For Clio’s Jack Newton, he sees what he calls “the great reshuffling” of how and where people work as a result of COVID-19 as a huge opportunity for Vancouver and BC. But jurisdictions around the world are looking to attract the same talent, and Newton says industry needs the help of policymakers at every level to stay in the fight.

“This is an incredible place to live . . . and I think we have the best shot in 50 years to reverse the brain drain that we’ve seen to the South,” Newton says. “What we need more of is the Mayors, Premiers and the Prime Minister thinking of themselves as the CEOs of Vancouver, BC and Canada, who are going out there to help us win these companies and win this war for talent.”

And then there is the inherent contradiction between the needs and realities of the sector, and the forces driving policymakers. Politicians tend to think about their world and their voters’ world, full stop—a city or a province. Global is nice, but global doesn’t vote.

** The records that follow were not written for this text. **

use crate::schema::FinancialSummary;
use serde::{Deserialize, Serialize};

/// Sentinel reported when a metric grows from exactly 0 to a positive
/// value. There is no true percentage for that case; 100 is a symbolic
/// "infinite growth" marker and is documented as such, not a computed rate.
pub const GROWTH_FROM_ZERO_SENTINEL: f64 = 100.0;

#[derive(Debug, Clone, Copy, PartialEq, Serialize, Deserialize)]
pub struct MetricDelta {
    pub previous: f64,
    pub current: f64,
    pub percent_delta: f64,
}

impl MetricDelta {
    fn new(current: f64, previous: f64) -> Self {
        Self {
            previous,
            current,
            percent_delta: percent_delta(current, previous),
        }
    }
}

/// Month-over-month deltas for the fixed tracked-metric set.
#[derive(Debug, Clone, Copy, PartialEq, Serialize, Deserialize)]
pub struct MonthOverMonth {
    pub gross_revenue_real: MetricDelta,
    pub net_profit: MetricDelta,
    pub average_ticket_real: MetricDelta,
    pub fixed_cost_total: MetricDelta,
}

impl MonthOverMonth {
    pub fn between(current: &FinancialSummary, previous: &FinancialSummary) -> Self {
        Self {
            gross_revenue_real: MetricDelta::new(
                current.gross_revenue_real,
                previous.gross_revenue_real,
            ),
            net_profit: MetricDelta::new(current.net_profit, previous.net_profit),
            average_ticket_real: MetricDelta::new(
                current.average_ticket_real,
                previous.average_ticket_real,
            ),
            fixed_cost_total: MetricDelta::new(
                current.fixed_cost_total,
                previous.fixed_cost_total,
            ),
        }
    }
}

/// Percentage change from `previous` to `current`.
///
/// Standard percent formula when the previous value is positive; 0 when
/// both are 0; [`GROWTH_FROM_ZERO_SENTINEL`] when something appeared out of
/// nothing. A negative previous value is a zero-or-negative denominator and
/// evaluates to 0 like every other guarded ratio in this crate.
pub fn percent_delta(current: f64, previous: f64) -> f64 {
    if previous > 0.0 {
        (current - previous) / previous * 100.0
    } else if previous == 0.0 && current > 0.0 {
        GROWTH_FROM_ZERO_SENTINEL
    } else {
        0.0
    }
}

That reality at times runs counter to the needs of technology companies who need to compete globally to win—on price, on taxes, on incentives, on immigration policy and more.

“I remain concerned that policymakers at all levels of government don’t really grasp the global nature of tech and how decisions at home impact our companies’ ability to be successful,” says BC Tech President and CEO Jill Tipping.

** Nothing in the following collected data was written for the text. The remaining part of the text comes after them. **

use crate::anomaly::PhantomScan;
use crate::schema::{
    EnrichedSaleLine, FinancialSummary, FixedCostEntry, PaymentBreakdown, PaymentMethod,
};
use chrono::Utc;
use log::debug;
use std::collections::BTreeMap;

/// Folds the enriched ledger, the fixed-cost catalog and the phantom-sale
/// adjustments into one summary record.
///
/// Every field has exactly one formula here (the KPI fields are filled in
/// afterwards by the KPI engine). Two arithmetic rules are load-bearing:
///
/// - the gross value of auto-detected phantom rows is added back into
///   `gross_revenue_system`, because those rows were part of the reported
///   total before this engine removed them from the ledger;
/// - phantom value is assumed to ride the credit channel, so it is deducted
///   from credit to form `credit_net`, and its 3% processor fee is a real
///   cost even though the sale is not.
pub fn build_summary(
    ledger: &[EnrichedSaleLine],
    fixed_costs: &[FixedCostEntry],
    scan: &PhantomScan,
    manual_phantom_value: f64,
    period_label: &str,
) -> FinancialSummary {
    let credit_rate = PaymentMethod::Credit.fee_rate();

    // Gross totals over the retained ledger
    let retained_gross: f64 = ledger.iter().map(|r| r.line.gross_value).sum();
    let mut method_totals = PaymentBreakdown::default();
    let mut fee_totals = PaymentBreakdown::default();
    for row in ledger {
        for method in PaymentMethod::ALL {
            method_totals.set_amount(
                method,
                method_totals.amount(method) + row.line.payments.amount(method),
            );
            fee_totals.set_amount(method, fee_totals.amount(method) + row.fees.amount(method));
        }
    }

    // Phantom adjustments
    let phantom_value_total = manual_phantom_value + scan.auto_detected_value;
    let gross_revenue_system = retained_gross + scan.auto_detected_value;
    let gross_revenue_real = gross_revenue_system - phantom_value_total;
    let credit_gross = method_totals.credit;
    let credit_net = credit_gross - phantom_value_total;
    let phantom_fee = phantom_value_total * credit_rate;

    // Fees. Credit is taken on the channel totals so the manual phantom
    // amount (still sitting in retained credit rows) is charged; the fee of
    // auto-detected rows comes from the scan because those rows are gone.
    let fee_credit_gross = credit_gross * credit_rate;
    let fee_credit_net = credit_net * credit_rate;
    let fee_total_general = fee_totals.debit
        + fee_credit_gross
        + fee_totals.cashless_wallet
        + fee_totals.voucher
        + fee_totals.split_bill
        + fee_totals.other
        + scan.auto_detected_fee;

    // Fixed costs. Percentage-type entries are rates, not amounts; summing
    // them would double-count the per-transaction fees above.
    let mut fixed_costs_detail: BTreeMap<String, f64> = BTreeMap::new();
    for entry in fixed_costs {
        if !entry.is_percentage_entry() {
            fixed_costs_detail.insert(entry.name.clone(), entry.amount);
        }
    }
    let fixed_cost_total: f64 = fixed_costs_detail.values().sum();

    // Bottom line, measured against real revenue
    let variable_cost_total: f64 = ledger.iter().map(|r| r.total_cost).sum();
    let gross_margin = gross_revenue_real - variable_cost_total;
    let net_profit = gross_margin - fixed_cost_total - fee_total_general;

    let total_quantity: u64 = ledger.iter().map(|r| u64::from(r.line.quantity)).sum();
    let average_ticket_real = if total_quantity > 0 {
        gross_revenue_real / total_quantity as f64
    } else {
        0.0
    };

    debug!(
        "Summary for {}: real revenue {:.2}, net profit {:.2} over {} products",
        period_label,
        gross_revenue_real,
        net_profit,
        ledger.len()
    );

    FinancialSummary {
        period_label: period_label.to_string(),
        processed_at: Utc::now(),

        gross_revenue_system,
        gross_revenue_real,

        phantom_value_manual: manual_phantom_value,
        phantom_value_auto_detected: scan.auto_detected_value,
        phantom_value_total,
        phantom_fee,

        cash_total: method_totals.cash,
        debit_total: method_totals.debit,
        credit_gross,
        credit_net,
        cashless_total: method_totals.cashless_wallet,
        voucher_total: method_totals.voucher,
        split_total: method_totals.split_bill,
        other_total: method_totals.other,

        fee_debit_total: fee_totals.debit,
        fee_credit_gross,
        fee_credit_net,
        fee_cashless_total: fee_totals.cashless_wallet,
        fee_voucher_total: fee_totals.voucher,
        fee_split_total: fee_totals.split_bill,
        fee_other_total: fee_totals.other,
        fee_total_general,

        variable_cost_total,
        gross_margin,
        gross_margin_percent: percent_of(gross_margin, gross_revenue_real),

        fixed_cost_total,
        fixed_costs_detail,

        net_profit,
        net_margin_percent: percent_of(net_profit, gross_revenue_real),

        total_quantity,
        product_count: ledger.len(),
        average_ticket_real,

        contribution_margin_ratio: 0.0,
        break_even_revenue: 0.0,
        cmv_percent: 0.0,
    }
}

/// value / base * 100, or 0 when the base is not positive.
pub(crate) fn percent_of(value: f64, base: f64) -> f64 {
    if base > 0.0 {
        (value / base) * 100.0
    } else {
        0.0
    }
}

At the same time, the recently released 2020 BC Tech report shows that, of the almost 11,000 tech companies in BC, only 220 have more than 100 people—and 8,000 of those companies have less than 10 people. Tipping says this challenge of companies staying small has been a long-time problem in the space, one her organization feels policymakers need to help the industry address.

Tipping points to the fact that government funding and programs in BC lag behind other jurisdictions in Canada, something that BC Tech is working to address. For example, the budget of Innovate BC (the provincial agency with the mandate to support BC’s technology and innovation sector) remained fixed in the most recent budget (at $6.1 million), while Ontario’s equivalent government agency with the mandate to support the tech sector has had a budget of $150 million. BC Tech and other industry partners have a proposal in front of government, ScaleUp BC, which is designed to not only address this funding gap, but also to help companies grow and scale.

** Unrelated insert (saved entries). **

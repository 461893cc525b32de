use chrono::{DateTime, Utc};
use schemars::JsonSchema;
use serde::{Deserialize, Serialize};
use std::collections::BTreeMap;

/// Category assigned by the point-of-sale system to its report total rows.
/// Rows carrying it are aggregates of the rows above them, not sales.
pub const GRAND_TOTAL_CATEGORY: &str = "Grand Total";

/// Case-insensitive substring that identifies internal kitchen-production
/// transfers recorded as if they were sales. Rows matching it are phantom
/// sales ("pedaladas"): their value masks a cash shortfall and must be
/// excluded from real revenue, but their card-processing fee is a real cost.
pub const PHANTOM_SALE_MARKER: &str = "internal kitchen production";

/// Fixed-cost catalog entries whose name starts with this prefix are
/// percentage rates, not absolute monthly amounts. They are excluded from
/// the fixed-cost sum because the per-transaction fees they describe are
/// already computed from the rate table.
pub const PERCENT_ENTRY_PREFIX: &str = "PERCENT_";

#[derive(Debug, Clone, Copy, PartialEq, Eq, Serialize, Deserialize, JsonSchema)]
#[serde(rename_all = "PascalCase")]
pub enum PaymentMethod {
    #[schemars(description = "Cash payment. No processor involved, 0% fee.")]
    Cash,

    #[schemars(description = "Debit card. 2% processor fee.")]
    Debit,

    #[schemars(description = "Credit card. 3% processor fee.")]
    Credit,

    #[schemars(description = "Prepaid cashless wallet (wristband/card). Settled through the credit acquirer, 3% fee.")]
    CashlessWallet,

    #[schemars(description = "Meal voucher. 3% fee.")]
    Voucher,

    #[schemars(description = "Split bill across several payers. 3% fee.")]
    SplitBill,

    #[schemars(description = "Any other payment channel. Treated as credit, 3% fee.")]
    Other,
}

impl PaymentMethod {
    pub const ALL: [PaymentMethod; 7] = [
        PaymentMethod::Cash,
        PaymentMethod::Debit,
        PaymentMethod::Credit,
        PaymentMethod::CashlessWallet,
        PaymentMethod::Voucher,
        PaymentMethod::SplitBill,
        PaymentMethod::Other,
    ];

    /// Processor fee rate charged on amounts settled through this method.
    pub fn fee_rate(&self) -> f64 {
        match self {
            PaymentMethod::Cash => 0.0,
            PaymentMethod::Debit => 0.02,
            _ => 0.03,
        }
    }

    /// Header of the column carrying this method's amounts in a sales export.
    pub fn column_name(&self) -> &'static str {
        match self {
            PaymentMethod::Cash => "Cash",
            PaymentMethod::Debit => "Debit",
            PaymentMethod::Credit => "Credit",
            PaymentMethod::CashlessWallet => "CashlessWallet",
            PaymentMethod::Voucher => "Voucher",
            PaymentMethod::SplitBill => "SplitBill",
            PaymentMethod::Other => "Other",
        }
    }
}

/// Per-payment-method decimal amounts for one sale line. Also reused to
/// carry the per-method fees derived from those amounts.
#[derive(Debug, Clone, Copy, Default, PartialEq, Serialize, Deserialize, JsonSchema)]
pub struct PaymentBreakdown {
    pub cash: f64,
    pub debit: f64,
    pub credit: f64,
    pub cashless_wallet: f64,
    pub voucher: f64,
    pub split_bill: f64,
    pub other: f64,
}

impl PaymentBreakdown {
    pub fn amount(&self, method: PaymentMethod) -> f64 {
        match method {
            PaymentMethod::Cash => self.cash,
            PaymentMethod::Debit => self.debit,
            PaymentMethod::Credit => self.credit,
            PaymentMethod::CashlessWallet => self.cashless_wallet,
            PaymentMethod::Voucher => self.voucher,
            PaymentMethod::SplitBill => self.split_bill,
            PaymentMethod::Other => self.other,
        }
    }

    pub fn set_amount(&mut self, method: PaymentMethod, value: f64) {
        match method {
            PaymentMethod::Cash => self.cash = value,
            PaymentMethod::Debit => self.debit = value,
            PaymentMethod::Credit => self.credit = value,
            PaymentMethod::CashlessWallet => self.cashless_wallet = value,
            PaymentMethod::Voucher => self.voucher = value,
            PaymentMethod::SplitBill => self.split_bill = value,
            PaymentMethod::Other => self.other = value,
        }
    }

    pub fn total(&self) -> f64 {
        PaymentMethod::ALL.iter().map(|m| self.amount(*m)).sum()
    }

    /// Element-wise application of the fixed rate table.
    pub fn fees(&self) -> PaymentBreakdown {
        let mut fees = PaymentBreakdown::default();
        for method in PaymentMethod::ALL {
            fees.set_amount(method, self.amount(method) * method.fee_rate());
        }
        fees
    }
}

/// One cleaned row of the sales export. Transient: built fresh per
/// processing call, never cached between invocations.
#[derive(Debug, Clone, PartialEq, Serialize, Deserialize, JsonSchema)]
pub struct SaleLine {
    pub category: String,
    pub product: String,
    pub quantity: u32,
    pub gross_value: f64,
    pub payments: PaymentBreakdown,
    pub discount: f64,
}

/// One row of the variable-cost catalog: what one unit of a product costs
/// in ingredients.
#[derive(Debug, Clone, PartialEq, Serialize, Deserialize, JsonSchema)]
#[serde(rename_all = "PascalCase")]
pub struct CostCatalogEntry {
    pub product: String,
    pub unit_cost: f64,
}

/// One row of the fixed-cost catalog. Names starting with
/// [`PERCENT_ENTRY_PREFIX`] mark rate entries rather than absolute amounts.
#[derive(Debug, Clone, PartialEq, Serialize, Deserialize, JsonSchema)]
#[serde(rename_all = "PascalCase")]
pub struct FixedCostEntry {
    pub name: String,
    pub amount: f64,
}

impl FixedCostEntry {
    pub fn is_percentage_entry(&self) -> bool {
        self.name.starts_with(PERCENT_ENTRY_PREFIX)
    }
}

/// A sale line enriched with its variable cost and derived per-row figures.
#[derive(Debug, Clone, PartialEq, Serialize, Deserialize, JsonSchema)]
pub struct EnrichedSaleLine {
    pub line: SaleLine,

    #[schemars(description = "Unit ingredient cost joined from the variable-cost catalog; 0 when the product is uncatalogued.")]
    pub unit_cost: f64,

    #[schemars(description = "Per-method processor fees for this row (amount x fixed rate).")]
    pub fees: PaymentBreakdown,

    pub total_fee: f64,
    pub total_cost: f64,
    pub net_revenue: f64,

    #[schemars(description = "Net revenue per unit sold. 0 when the row has zero gross value or zero quantity.")]
    pub unit_margin: f64,

    #[schemars(description = "Net revenue as a percentage of gross value. 0 when gross value is not positive.")]
    pub margin_percent: f64,
}

/// The financial summary for one processed period. Every field is derived
/// by exactly one formula in the aggregation stage; none can be absent.
#[derive(Debug, Clone, PartialEq, Serialize, Deserialize, JsonSchema)]
pub struct FinancialSummary {
    pub period_label: String,
    pub processed_at: DateTime<Utc>,

    #[schemars(description = "Revenue as reported by the POS system, phantom sales included.")]
    pub gross_revenue_system: f64,

    #[schemars(description = "Revenue after deducting all phantom-sale value. The figure every margin is measured against.")]
    pub gross_revenue_real: f64,

    pub phantom_value_manual: f64,
    pub phantom_value_auto_detected: f64,
    pub phantom_value_total: f64,

    #[schemars(description = "Card-processing fee incurred by the phantom value (3%). The sale is fictitious, the fee is not.")]
    pub phantom_fee: f64,

    pub cash_total: f64,
    pub debit_total: f64,
    pub credit_gross: f64,

    #[schemars(description = "Credit channel total after removing phantom value, which rides the credit channel.")]
    pub credit_net: f64,

    pub cashless_total: f64,
    pub voucher_total: f64,
    pub split_total: f64,
    pub other_total: f64,

    pub fee_debit_total: f64,
    pub fee_credit_gross: f64,
    pub fee_credit_net: f64,
    pub fee_cashless_total: f64,
    pub fee_voucher_total: f64,
    pub fee_split_total: f64,
    pub fee_other_total: f64,

    #[schemars(description = "All processor fees actually paid: per-method fees on gross amounts plus the fee of auto-detected phantom rows removed from the ledger.")]
    pub fee_total_general: f64,

    pub variable_cost_total: f64,
    pub gross_margin: f64,
    pub gross_margin_percent: f64,

    #[schemars(description = "Sum of absolute fixed costs. Percentage-type catalog entries are excluded.")]
    pub fixed_cost_total: f64,

    pub fixed_costs_detail: BTreeMap<String, f64>,

    pub net_profit: f64,
    pub net_margin_percent: f64,

    pub total_quantity: u64,
    pub product_count: usize,
    pub average_ticket_real: f64,

    #[schemars(description = "Gross margin as a fraction of real revenue. 0 when real revenue is not positive.")]
    pub contribution_margin_ratio: f64,

    #[schemars(description = "Revenue needed to cover fixed costs at the current contribution margin. 0 when the margin is not positive.")]
    pub break_even_revenue: f64,

    #[schemars(description = "Cost of goods sold as a percentage of real revenue.")]
    pub cmv_percent: f64,
}

impl FinancialSummary {
    pub fn generate_json_schema() -> schemars::schema::RootSchema {
        schemars::schema_for!(FinancialSummary)
    }

    pub fn schema_as_json() -> Result<String, serde_json::Error> {
        let schema = Self::generate_json_schema();
        serde_json::to_string_pretty(&schema)
    }
}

“I look at this and say: look at what we’re achieving when we are not fertilizing the way we could,” Tipping says, “and I wonder what would happen if we fertilize and accelerate and think about what more we could achieve.”

Storm clouds aside, the technology sector wheel continues to turn. Kim Kaplan, part of the executive team that steered a 2015 $575 million exit for Vancouver dating platform Plenty of Fish, has jumped back into the game with a new video dating app, Snack. She spent the past few years as an angel investor and mentor to a handful of local start-ups, before launching the company and closing a $3.5 million round earlier this year.

“I was enjoying my sabbatical and working with other founders,” Kaplan says. “I wouldn’t be doing this if I didn’t think it could be massive . . . a major success.”

The evolution continues.

Correction, May 26, 2021: An earlier version of this article stated that MDI was sold to FedEx. MDI was sold to Motorola, not FedEx.